Synthesis and evaluation of novel PET probes for P-gp expression and function

Objectives P-glycoprotein (P-gp) is an ATP-dependent efflux pump protecting the brain against toxic substances. We labeled a modulator (MC266) and inhibitor (MC18) of the pump with ¹¹C, resulting in potential tracers of P-gp function and expression.

Methods MC18, MC266 and verapamil were labeled using ¹¹CH₃I. MicroPET scans (with arterial sampling) and biodistribution studies were performed in rats pretreated with saline, cyclosporin A (CsA), or cold MC18.

Results Cerebral distribution volumes (DV) of ¹¹C-MC18 (2.4±0.2) and ¹¹C-MC266 (2.0±0.2) in untreated rats were higher than of ¹¹C-verapamil (0.66±0.11). DVs of ¹¹C-MC266 and ¹¹C-verapamil were significantly increased by 50 mg/kg CsA (to 5.2±0.3 and 5.6±0.3, respectively). The DV of ¹¹C-MC18 was reduced by cold MC18 (to 1.7±0.1). Its SUV was also reduced (up to 67%) in several peripheral organs which express P-gp.
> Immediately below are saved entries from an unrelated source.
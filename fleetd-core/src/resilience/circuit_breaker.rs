//! Circuit breaker for calls into external collaborators (accounting,
//! topology plugins) so a stuck dependency never blocks the scheduling
//! pipeline.

use crate::error::{ControllerError, ControllerResult};
use std::time::{Duration, Instant};
use tokio::sync::RwLock;

#[derive(Debug, Clone, Copy, PartialEq, Eq)]
pub enum CircuitState {
    Closed,
    Open,
    HalfOpen,
}

pub struct CircuitBreaker {
    state: RwLock<CircuitState>,
    failure_count: RwLock<u32>,
    success_count: RwLock<u32>,
    last_failure: RwLock<Option<Instant>>,
    failure_threshold: u32,
    success_threshold: u32,
    timeout: Duration,
}

impl CircuitBreaker {
    pub fn new(failure_threshold: u32, timeout: Duration) -> Self {
        Self {
            state: RwLock::new(CircuitState::Closed),
            failure_count: RwLock::new(0),
            success_count: RwLock::new(0),
            last_failure: RwLock::new(None),
            failure_threshold,
            success_threshold: 3,
            timeout,
        }
    }

    pub async fn execute<F, Fut, T>(&self, operation: F) -> ControllerResult<T>
    where
        F: FnOnce() -> Fut,
        Fut: std::future::Future<Output = ControllerResult<T>>,
    {
        let state = *self.state.read().await;
        match state {
            CircuitState::Open => {
                let last_failure = *self.last_failure.read().await;
                match last_failure {
                    Some(last) if last.elapsed() >= self.timeout => {
                        *self.state.write().await = CircuitState::HalfOpen;
                        *self.success_count.write().await = 0;
                    }
                    _ => {
                        return Err(ControllerError::ExternalSystem(
                            "circuit breaker open".to_string(),
                        ))
                    }
                }
            }
            CircuitState::HalfOpen | CircuitState::Closed => {}
        }

        match operation().await {
            Ok(result) => {
                *self.failure_count.write().await = 0;
                if *self.state.read().await == CircuitState::HalfOpen {
                    let mut success_count = self.success_count.write().await;
                    *success_count += 1;
                    if *success_count >= self.success_threshold {
                        *self.state.write().await = CircuitState::Closed;
                        *success_count = 0;
                    }
                }
                Ok(result)
            }
            Err(e) => {
                let mut failure_count = self.failure_count.write().await;
                *failure_count += 1;
                *self.last_failure.write().await = Some(Instant::now());
                if *failure_count >= self.failure_threshold {
                    *self.state.write().await = CircuitState::Open;
                }
                Err(e)
            }
        }
    }

    pub async fn state(&self) -> CircuitState {
        *self.state.read().await
    }
}

#[cfg(test)]
mod tests {
    use super::*;

    #[tokio::test]
    async fn opens_after_threshold_failures() {
        let breaker = CircuitBreaker::new(2, Duration::from_millis(50));
        for _ in 0..2 {
            let _ = breaker
                .execute(|| async { Err::<(), _>(ControllerError::ExternalSystem("boom".to_string())) })
                .await;
        }
        assert_eq!(breaker.state().await, CircuitState::Open);
    }

    #[tokio::test]
    async fn half_opens_after_timeout() {
        let breaker = CircuitBreaker::new(1, Duration::from_millis(10));
        let _ = breaker
            .execute(|| async { Err::<(), _>(ControllerError::ExternalSystem("boom".to_string())) })
            .await;
        assert_eq!(breaker.state().await, CircuitState::Open);

        tokio::time::sleep(Duration::from_millis(20)).await;
        let result = breaker.execute(|| async { Ok::<_, ControllerError>(1) }).await;
        assert!(result.is_ok());
    }
}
Conclusions ¹¹C-MC266 is a novel tracer of Pgp function with higher baseline uptake than ¹¹C-verapamil. Upregulation of P-gp function in response to treatment may be detectable using ¹¹C-MC266 and PET. Since ¹¹C-MC18 shows specific binding in target organs, this compound is a unique tracer of P-gp expression, although a derivative with higher affinity for the pump may be required for quantitative imaging. The prospect of independent assessment of pump function and expression is quite exciting.